#### Records for the task:
▬▬▬▬▬▬▬▬▬▬
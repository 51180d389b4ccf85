//! Cleanflow scan decoding
//!
//! Two steps turn a scanned code into something the workflow can use:
//!
//! - [`parser`] decodes the raw string into a [`ScanPayload`]
//!   (purely syntactic, one pass per scan source)
//! - [`validator`] resolves that payload against a [`Catalog`]
//!
//! [`scan`] runs both.
//!
//! # Example
//!
//! ```rust
//! use cleanflow_scan::parser;
//! use cleanflow_types::ScanSource;
//!
//! let payload = parser::parse(ScanSource::Qr, "CF-AREA-room-1-PROTOCOL-protocol-1").unwrap();
//! assert_eq!(payload.area_id().as_str(), "room-1");
//! assert_eq!(payload.procedure_id().unwrap().as_str(), "protocol-1");
//! ```

#![deny(unsafe_code)]

pub mod parser;
pub mod validator;

pub use parser::parse;
pub use validator::validate;

use cleanflow_types::{Catalog, ScanError, ScanPayload, ScanSource, ScannedArea};

/// Decode and validate a raw scan in one call
pub fn scan(source: ScanSource, raw: &str, catalog: &dyn Catalog) -> Result<ScannedArea, ScanError> {
    let payload: ScanPayload = parse(source, raw)?;
    let validation = validate(&payload, catalog)?;
    Ok(ScannedArea::new(payload, validation))
}
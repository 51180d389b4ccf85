//! Submission coordinator: at most one save in flight per session
//!
//! A submission is split into three explicit steps so that no borrow of
//! the engine is held across the network call:
//!
//! 1. [`SubmissionCoordinator::begin`] takes the in-flight permit and
//!    hands out a [`SubmissionTicket`]. A second `begin` while the permit
//!    is held is rejected, not queued.
//! 2. [`SubmissionTicket::send`] performs exactly one `Repository::save`.
//! 3. The resulting [`SubmissionOutcome`] is fed back to the engine.
//!
//! The permit is released when the outcome (or an unsent ticket) is
//! dropped. There is no automatic retry.

use crate::collaborators::Repository;
use crate::config::SubmissionConfig;
use crate::state_machine::SUBMIT_CONFIRMED;
use cleanflow_types::{CleaningRunRecord, RunId, SessionId, StateError, SubmissionError};
use std::sync::atomic::{AtomicBool, Ordering};
use std::sync::Arc;
use std::time::Duration;

/// Guards re-entrant submissions for one session
pub struct SubmissionCoordinator {
    repository: Arc<dyn Repository>,
    timeout: Duration,
    /// Set while a ticket or its outcome is alive
    submitting: Arc<AtomicBool>,
    /// Attempts started in the current session
    attempts: u32,
}

impl SubmissionCoordinator {
    pub fn new(repository: Arc<dyn Repository>, config: &SubmissionConfig) -> Self {
        Self {
            repository,
            timeout: config.timeout,
            submitting: Arc::new(AtomicBool::new(false)),
            attempts: 0,
        }
    }

    pub fn is_submitting(&self) -> bool {
        self.submitting.load(Ordering::SeqCst)
    }

    pub fn attempts(&self) -> u32 {
        self.attempts
    }

    /// Take the in-flight permit for `record`
    pub fn begin(
        &mut self,
        session: SessionId,
        record: CleaningRunRecord,
    ) -> Result<SubmissionTicket, StateError> {
        if self
            .submitting
            .compare_exchange(false, true, Ordering::SeqCst, Ordering::SeqCst)
            .is_err()
        {
            return Err(StateError::InvalidTransition {
                state: "review",
                event: SUBMIT_CONFIRMED,
            });
        }
        self.attempts += 1;

        Ok(SubmissionTicket {
            session,
            attempt: self.attempts,
            record,
            repository: Arc::clone(&self.repository),
            timeout: self.timeout,
            permit: InFlightPermit {
                flag: Arc::clone(&self.submitting),
            },
        })
    }

    /// Detach from the current session.
    ///
    /// A submission still in flight keeps its own permit and finishes on
    /// its own; the next session starts with a clear flag.
    pub fn reset(&mut self) {
        self.submitting = Arc::new(AtomicBool::new(false));
        self.attempts = 0;
    }
}

impl std::fmt::Debug for SubmissionCoordinator {
    fn fmt(&self, f: &mut std::fmt::Formatter<'_>) -> std::fmt::Result {
        f.debug_struct("SubmissionCoordinator")
            .field("timeout", &self.timeout)
            .field("submitting", &self.is_submitting())
            .field("attempts", &self.attempts)
            .finish()
    }
}

/// Clears the session's `submitting` flag when dropped
#[derive(Debug)]
struct InFlightPermit {
    flag: Arc<AtomicBool>,
}

impl Drop for InFlightPermit {
    fn drop(&mut self) {
        self.flag.store(false, Ordering::SeqCst);
    }
}

/// A submission that holds the in-flight permit but has not been sent
pub struct SubmissionTicket {
    session: SessionId,
    attempt: u32,
    record: CleaningRunRecord,
    repository: Arc<dyn Repository>,
    timeout: Duration,
    permit: InFlightPermit,
}

impl SubmissionTicket {
    pub fn session(&self) -> &SessionId {
        &self.session
    }

    pub fn attempt(&self) -> u32 {
        self.attempt
    }

    pub fn record(&self) -> &CleaningRunRecord {
        &self.record
    }

    /// Save the record once, bounded by the configured timeout
    pub async fn send(self) -> SubmissionOutcome {
        tracing::info!(
            session = %self.session,
            run_id = %self.record.id,
            attempt = self.attempt,
            "Submitting run record"
        );

        let result = match tokio::time::timeout(self.timeout, self.repository.save(&self.record))
            .await
        {
            Ok(Ok(())) => Ok(()),
            Ok(Err(e)) => Err(SubmissionError::Storage(e.to_string())),
            Err(_) => Err(SubmissionError::Timeout(self.timeout.as_millis() as u64)),
        };

        if let Err(e) = &result {
            tracing::warn!(
                session = %self.session,
                run_id = %self.record.id,
                attempt = self.attempt,
                error = %e,
                "Run record save failed"
            );
        }

        SubmissionOutcome {
            session: self.session,
            run_id: self.record.id,
            attempt: self.attempt,
            result,
            _permit: self.permit,
        }
    }
}

impl std::fmt::Debug for SubmissionTicket {
    fn fmt(&self, f: &mut std::fmt::Formatter<'_>) -> std::fmt::Result {
        f.debug_struct("SubmissionTicket")
            .field("session", &self.session)
            .field("attempt", &self.attempt)
            .field("run_id", &self.record.id)
            .finish_non_exhaustive()
    }
}

/// The result of one save, waiting to be applied to the engine
#[derive(Debug)]
pub struct SubmissionOutcome {
    pub(crate) session: SessionId,
    pub(crate) run_id: RunId,
    pub(crate) attempt: u32,
    pub(crate) result: Result<(), SubmissionError>,
    _permit: InFlightPermit,
}

impl SubmissionOutcome {
    pub fn session(&self) -> &SessionId {
        &self.session
    }

    pub fn run_id(&self) -> &RunId {
        &self.run_id
    }

    pub fn attempt(&self) -> u32 {
        self.attempt
    }

    pub fn is_success(&self) -> bool {
        self.result.is_ok()
    }

    pub fn error(&self) -> Option<&SubmissionError> {
        self.result.as_ref().err()
    }
}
▬▬▬▬▬▬▬▬▬▬
#### Instructions for the task:
The lines to copy are those above that contain "ScanError".

#### Response below:
use cleanflow_types::{Catalog, ScanError, ScanPayload, ScanSource, ScannedArea};
pub fn scan(source: ScanSource, raw: &str, catalog: &dyn Catalog) -> Result<ScannedArea, ScanError> {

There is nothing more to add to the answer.